8.11.5  Complex parameters

It can be quite concise to include expressions in the actual parameters of a function call:


PlotPoint( MouseX + PrevMouseX * XFactor, MouseY + PrevMouseY * YFactor);


This is a form of nesting, where the reader must push the meaning of the called function onto his mind-stack whilst he works out the meaning of the parameters. The alternative is to calculate the parameters separately before calling the function:


NewX = MouseX + PrevMouseX * XFactor;
NewY = MouseY + PrevMouseY * YFactor;
PlotPoint( NewX, NewY );


Another hazard is in the use of function calls in parameters:


PlotPoint( TrajectoryX(MouseX, PrevMouseX), TrajectoryY(MouseY, PrevMouseY);


The danger here (aside from the complexity issue) is that error returns cannot be handled. Assuming that it will never return an error is very hazardous.

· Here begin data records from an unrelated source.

use crate::engine::{Engine, Handler};
use crate::options::{Options, Proxy, ProxyType};
use crate::request::Request;
use crate::Error;

use super::scenario::Scripted;

const RESPONSE: &[u8] = b"HTTP/1.1 200 OK\r\nContent-Type: text/plain\r\n\r\nhello";

fn get(url: &str) -> Request {
    Request::from_url(url).unwrap()
}

#[test]
fn receive_simple_response() {
    let engine = Engine::new(Scripted::new(RESPONSE).primary_ip("192.0.2.1"));

    let response = engine
        .fire(&get("http://example.test/a?x=1"), &Options::default())
        .unwrap();

    assert_eq!(response.status(), 200);
    assert_eq!(response.header("content-type"), Some("text/plain"));
    assert_eq!(response.headers().len(), 1);
    assert_eq!(response.body().unwrap().unwrap(), b"hello");
    assert_eq!(response.primary_ip(), Some("192.0.2.1"));
    assert!(response.file().is_none());

    let seen = engine.transport().seen().unwrap();
    assert!(seen.contains("http://example.test/a?x=1"));
}

#[test]
fn receive_in_many_chunks() {
    for size in 1..RESPONSE.len() {
        let engine = Engine::new(Scripted::chunks_of(RESPONSE, size));
        let response = engine
            .fire(&get("http://example.test/a"), &Options::default())
            .unwrap();
        assert_eq!(response.body().unwrap().unwrap(), b"hello");
        assert_eq!(response.header("Content-Type"), Some("text/plain"));
    }
}

#[test]
fn receive_redirect_chain() {
    const RES: &[u8] = b"HTTP/1.1 301 Moved Permanently\r\n\
        Location: http://example.test/b\r\n\
        Content-Length: 0\r\n\
        \r\n\
        HTTP/1.1 200 OK\r\n\
        Content-Length: 4\r\n\
        X-Hop: final\r\n\
        \r\n\
        done";

    let engine = Engine::new(Scripted::new(RES));
    let opts = Options {
        allow_redirects: Some(true),
        ..Default::default()
    };

    let response = engine.fire(&get("http://example.test/a"), &opts).unwrap();

    assert_eq!(response.status(), 200);
    assert_eq!(response.body().unwrap().unwrap(), b"done");
    assert_eq!(response.header("x-hop"), Some("final"));
    assert_eq!(response.header("content-length"), Some("4"));
    assert_eq!(response.header("location"), None);
}

#[test]
fn receive_through_connect_tunnel() {
    const RES: &[u8] = b"HTTP/1.1 200 Connection established\r\n\
        \r\n\
        HTTP/1.1 404 Not Found\r\n\
        Content-Type: text/html\r\n\
        \r\n\
        <h1>nope</h1>";

    let engine = Engine::new(Scripted::new(RES));
    let opts = Options {
        proxy: Some(Proxy::new(ProxyType::Http, "proxy.test", 3128)),
        ..Default::default()
    };

    let response = engine.fire(&get("https://example.test/"), &opts).unwrap();

    assert_eq!(response.status(), 404);
    assert!(!response.is_success());
    assert_eq!(response.header("content-type"), Some("text/html"));
    assert_eq!(response.text().unwrap().as_deref(), Some("<h1>nope</h1>"));

    let seen = engine.transport().seen().unwrap();
    assert!(seen.contains("proxy.test:3128"));
}

#[test]
fn receive_head_without_body() {
    let engine = Engine::new(Scripted::new(b"HTTP/1.1 200 OK\r\nContent-Length: 5\r\n\r\n"));
    let mut request = get("http://example.test/");
    request.set_method("HEAD").unwrap();

    let response = engine.fire(&request, &Options::default()).unwrap();

    assert_eq!(response.status(), 200);
    assert_eq!(response.header("content-length"), Some("5"));
    assert_eq!(response.body().unwrap().unwrap(), b"");
}

#[test]
fn receive_without_headers() {
    // Nothing resembling a status line, all of it is body.
    let engine = Engine::new(Scripted::new(b"raw bytes").status(200));
    let response = engine
        .fire(&get("http://example.test/"), &Options::default())
        .unwrap();
    assert_eq!(response.status(), 200);
    assert!(response.headers().is_empty());
    assert_eq!(response.body().unwrap().unwrap(), b"raw bytes");
}

#[test]
fn transport_error_surfaces() {
    let engine = Engine::new(Scripted::chunked(vec![]).fail_with(7, "Couldn't connect to server"));
    let err = engine
        .fire(&get("http://example.test/"), &Options::default())
        .unwrap_err();
    let Error::Transport { code, message } = err else {
        panic!("Expected Error::Transport");
    };
    assert_eq!(code, 7);
    assert_eq!(message, "Couldn't connect to server");
}

#[test]
fn handler_by_reference() {
    fn fire_with(handler: impl Handler) -> u16 {
        handler
            .fire(&get("http://example.test/"), &Options::default())
            .unwrap()
            .status()
    }

    let engine = Engine::new(Scripted::new(RESPONSE));
    assert_eq!(fire_with(&engine), 200);
    assert_eq!(fire_with(&engine), 200);
}
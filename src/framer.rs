//! Separating header blocks from payload in a raw response byte stream.
//!
//! A transport asked to include headers in its output hands back the status
//! line, headers and body as one stream of bytes:
//!
//! ```text
//! HTTP/1.1 200 OK\r\n
//! Content-Type: text/plain\r\n
//! \r\n
//! hello
//! ```
//!
//! When the transport follows redirects, or tunnels through a proxy with
//! `CONNECT`, each hop contributes its own status line and headers before the
//! final payload:
//!
//! ```text
//! HTTP/1.1 200 Connection established\r\n
//! \r\n
//! HTTP/1.1 302 Found\r\n
//! Location: /b\r\n
//! \r\n
//! HTTP/1.1 200 OK\r\n
//! \r\n
//! hello
//! ```
//!
//! [`split`] peels all such blocks off the front and returns them as one
//! header portion, leaving only the payload.
//!
//! # Example
//!
//! ```
//! use http_handler::framer;
//!
//! let raw = b"HTTP/1.1 301 Moved\r\nLocation: /b\r\n\r\n\
//!             HTTP/1.1 200 OK\r\nContent-Type: text/plain\r\n\r\n\
//!             hello";
//!
//! let (header, body) = framer::split(raw);
//! assert_eq!(body, b"hello");
//!
//! let headers = framer::decode_header(header);
//! assert_eq!(headers, vec![("Content-Type".to_string(), "text/plain".to_string())]);
//! ```

/// Blank line ending a header block.
pub const SEPARATOR: &[u8] = b"\r\n\r\n";

/// Line terminator inside a header block.
pub const CRLF: &[u8] = b"\r\n";

/// Upper bound on header blocks peeled by [`split`]. Anything after is payload.
pub const MAX_HEADER_BLOCKS: usize = 32;

/// Split `buf` into `(header, remainder)`.
///
/// If `buf` does not start with a status line, or holds no blank-line
/// separator, the whole of it is payload and `header` is empty.
///
/// Otherwise `header` runs from the first status line up to (not including)
/// the separator ending the last consecutive header block, and `remainder`
/// is everything after that separator. A following block is only peeled if it
/// also starts with a status line and is complete.
pub fn split(buf: &[u8]) -> (&[u8], &[u8]) {
    if !is_status_line(buf) {
        return (&[], buf);
    }
    let Some(mut end) = find(buf, SEPARATOR) else {
        return (&[], buf);
    };

    let mut blocks = 1;

    while blocks < MAX_HEADER_BLOCKS {
        let rest = &buf[end + SEPARATOR.len()..];

        if !is_status_line(rest) {
            break;
        }
        let Some(n) = find(rest, SEPARATOR) else {
            break;
        };

        end += SEPARATOR.len() + n;
        blocks += 1;
    }

    if blocks == MAX_HEADER_BLOCKS {
        debug!("Stopped peeling header blocks at {}", MAX_HEADER_BLOCKS);
    }

    (&buf[..end], &buf[end + SEPARATOR.len()..])
}

/// Tell if `buf` holds a blank-line separator.
pub fn has_separator(buf: &[u8]) -> bool {
    find(buf, SEPARATOR).is_some()
}

/// Tell if `buf` starts with something like `HTTP/1.1 200`.
///
/// The version is one digit with an optional `.digit` minor, and the
/// `HTTP` prefix is matched case-insensitively.
pub fn is_status_line(buf: &[u8]) -> bool {
    const PREFIX: &[u8] = b"HTTP/";

    if buf.len() < PREFIX.len() || !buf[..PREFIX.len()].eq_ignore_ascii_case(PREFIX) {
        return false;
    }

    let mut rest = &buf[PREFIX.len()..];

    // major
    match rest.first() {
        Some(c) if c.is_ascii_digit() => rest = &rest[1..],
        _ => return false,
    }

    // .minor
    if rest.first() == Some(&b'.') {
        match rest.get(1) {
            Some(c) if c.is_ascii_digit() => rest = &rest[2..],
            _ => return false,
        }
    }

    rest.first() == Some(&b' ') && rest.get(1).map(|c| c.is_ascii_digit()).unwrap_or(false)
}

/// Decode the header lines of the final block in `header`.
///
/// The status line is skipped. Each line is split on its first colon and the
/// value left-trimmed. A line without colon becomes a name with empty value.
/// Names keep their case and duplicates are all returned in order.
pub fn decode_header(header: &[u8]) -> Vec<(String, String)> {
    let last = match rfind(header, SEPARATOR) {
        Some(n) => &header[n + SEPARATOR.len()..],
        None => header,
    };

    let mut out = Vec::new();

    for line in Lines(last).skip(1) {
        if line.is_empty() {
            continue;
        }

        let line = String::from_utf8_lossy(line);

        let (name, value) = match line.split_once(':') {
            Some((n, v)) => (n, v.trim_start()),
            None => (&*line, ""),
        };

        out.push((name.to_string(), value.to_string()));
    }

    out
}

/// Status code from the final block in `header`, if it has one.
pub fn final_status(header: &[u8]) -> Option<u16> {
    let last = match rfind(header, SEPARATOR) {
        Some(n) => &header[n + SEPARATOR.len()..],
        None => header,
    };

    if !is_status_line(last) {
        return None;
    }

    let line = Lines(last).next()?;
    let code = line.split(|c| *c == b' ').nth(1)?;

    std::str::from_utf8(code).ok()?.parse().ok()
}

/// Split on CRLF.
struct Lines<'a>(&'a [u8]);

impl<'a> Iterator for Lines<'a> {
    type Item = &'a [u8];

    fn next(&mut self) -> Option<Self::Item> {
        if self.0.is_empty() {
            return None;
        }
        match find(self.0, CRLF) {
            Some(n) => {
                let line = &self.0[..n];
                self.0 = &self.0[n + CRLF.len()..];
                Some(line)
            }
            None => {
                let line = self.0;
                self.0 = &[];
                Some(line)
            }
        }
    }
}

pub(crate) fn find(haystack: &[u8], needle: &[u8]) -> Option<usize> {
    haystack.windows(needle.len()).position(|w| w == needle)
}

fn rfind(haystack: &[u8], needle: &[u8]) -> Option<usize> {
    haystack.windows(needle.len()).rposition(|w| w == needle)
}
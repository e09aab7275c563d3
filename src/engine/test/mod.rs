
mod state_buffered;
//! libcurl transport.

use std::io::Read;

use curl::easy::{Easy, Form, List, ProxyType as CurlProxyType, ReadError};

use crate::options::ProxyType;
use crate::Error;

use super::{FormValue, ResponseSink, Transport, TransportBody, TransportInfo, TransportRequest};

/// Transport running each exchange on a fresh libcurl easy handle.
///
/// Nothing is shared between calls, so one `CurlTransport` can serve
/// concurrent callers.
#[derive(Debug, Default, Clone, Copy)]
pub struct CurlTransport {
    _priv: (),
}

impl CurlTransport {
    /// Create the transport.
    pub fn new() -> Self {
        CurlTransport { _priv: () }
    }
}

impl Transport for CurlTransport {
    fn perform(
        &self,
        request: TransportRequest,
        sink: &mut dyn ResponseSink,
    ) -> Result<TransportInfo, Error> {
        let TransportRequest {
            url,
            custom_method,
            no_body,
            body,
            timeout,
            connect_timeout,
            follow_redirects,
            cookie_jar,
            ssl_verify,
            proxy,
            interface,
            headers,
            resolve,
            verbose,
        } = request;

        let mut easy = Easy::new();

        easy.url(&url)
            .map_err(|e| Error::TransportInit(format!("{}: {}", url, e)))?;

        // Status lines and headers go to the sink together with the body.
        easy.show_header(true)?;

        if let Some(method) = &custom_method {
            easy.custom_request(method)?;
        }
        if no_body {
            easy.nobody(true)?;
        }

        let mut upload: Option<Box<dyn Read + Send>> = None;

        match body {
            TransportBody::None => {}
            TransportBody::Bytes(bytes) => {
                easy.post_fields_copy(&bytes)?;
            }
            TransportBody::Form(parts) => {
                let mut form = Form::new();
                for part in &parts {
                    match &part.value {
                        FormValue::Text(text) => {
                            form.part(&part.name).contents(text.as_bytes()).add()?;
                        }
                        FormValue::File { path, filename } => {
                            form.part(&part.name)
                                .file(path)
                                .filename(filename.as_str())
                                .add()?;
                        }
                    }
                }
                easy.httppost(form)?;
            }
            TransportBody::Upload { reader, size } => {
                easy.upload(true)?;
                easy.in_filesize(size)?;
                upload = Some(reader);
            }
        }

        if let Some(t) = timeout {
            easy.timeout(t)?;
        }
        if let Some(t) = connect_timeout {
            easy.connect_timeout(t)?;
        }
        if let Some(follow) = follow_redirects {
            easy.follow_location(follow)?;
        }
        if let Some(path) = &cookie_jar {
            easy.cookie_file(path)?;
            easy.cookie_jar(path)?;
        }
        if let Some(verify) = ssl_verify {
            easy.ssl_verify_peer(verify)?;
            easy.ssl_verify_host(verify)?;
        }
        if let Some(proxy) = &proxy {
            match proxy.kind {
                ProxyType::Socks4 => easy.proxy_type(CurlProxyType::Socks4)?,
                ProxyType::Socks5 => easy.proxy_type(CurlProxyType::Socks5)?,
                ProxyType::Http | ProxyType::Https => {}
            }
            easy.proxy(&proxy.address)?;
            if let Some((username, password)) = &proxy.credentials {
                easy.proxy_username(username)?;
                easy.proxy_password(password)?;
            }
        }
        if let Some(interface) = &interface {
            easy.interface(interface)?;
        }
        if !headers.is_empty() {
            let mut list = List::new();
            for line in &headers {
                list.append(line)?;
            }
            easy.http_headers(list)?;
        }
        if let Some(entry) = &resolve {
            let mut list = List::new();
            list.append(entry)?;
            easy.resolve(list)?;
        }
        if verbose {
            easy.verbose(true)?;
        }

        debug!("curl perform: {} {}", custom_method.as_deref().unwrap_or("GET"), url);

        {
            let mut transfer = easy.transfer();

            transfer.write_function(|data| Ok(sink.write(data)))?;

            if let Some(reader) = upload.as_mut() {
                transfer.read_function(move |buf| {
                    reader.read(buf).map_err(|e| {
                        debug!("Upload read failed: {}", e);
                        ReadError::Abort
                    })
                })?;
            }

            transfer.perform()?;
        }

        let status = u16::try_from(easy.response_code()?).unwrap_or(0);
        let primary_ip = easy.primary_ip()?.map(|s| s.to_string());

        Ok(TransportInfo { status, primary_ip })
    }
}

#[cfg(test)]
mod tests {
    use super::*;

    struct Discard;

    impl ResponseSink for Discard {
        fn write(&mut self, data: &[u8]) -> usize {
            data.len()
        }
    }

    #[test]
    fn bad_url_is_init_error() {
        let transport = CurlTransport::new();
        let request = TransportRequest {
            url: "http://bad\0url/".into(),
            ..Default::default()
        };
        let err = transport.perform(request, &mut Discard).unwrap_err();
        assert!(matches!(err, Error::TransportInit(_)));
    }

    #[test]
    fn unsupported_protocol_is_transport_error() {
        let transport = CurlTransport::new();
        let request = TransportRequest {
            url: "nosuchproto://example.test/".into(),
            ..Default::default()
        };
        let err = transport.perform(request, &mut Discard).unwrap_err();
        assert!(matches!(err, Error::Transport { .. }));
    }
}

8.11.6  Variable numbers of parameters

Functions such as 'printf', which use a variable number of actual parameters are easy to write in a non-portable manner, and can be messy in declaration and use. If possible, they should be avoided. Where they are necessary, care must be taken to use only defined methods, such as with varargs.h (non-ANSI) or stdarg.h (ANSI).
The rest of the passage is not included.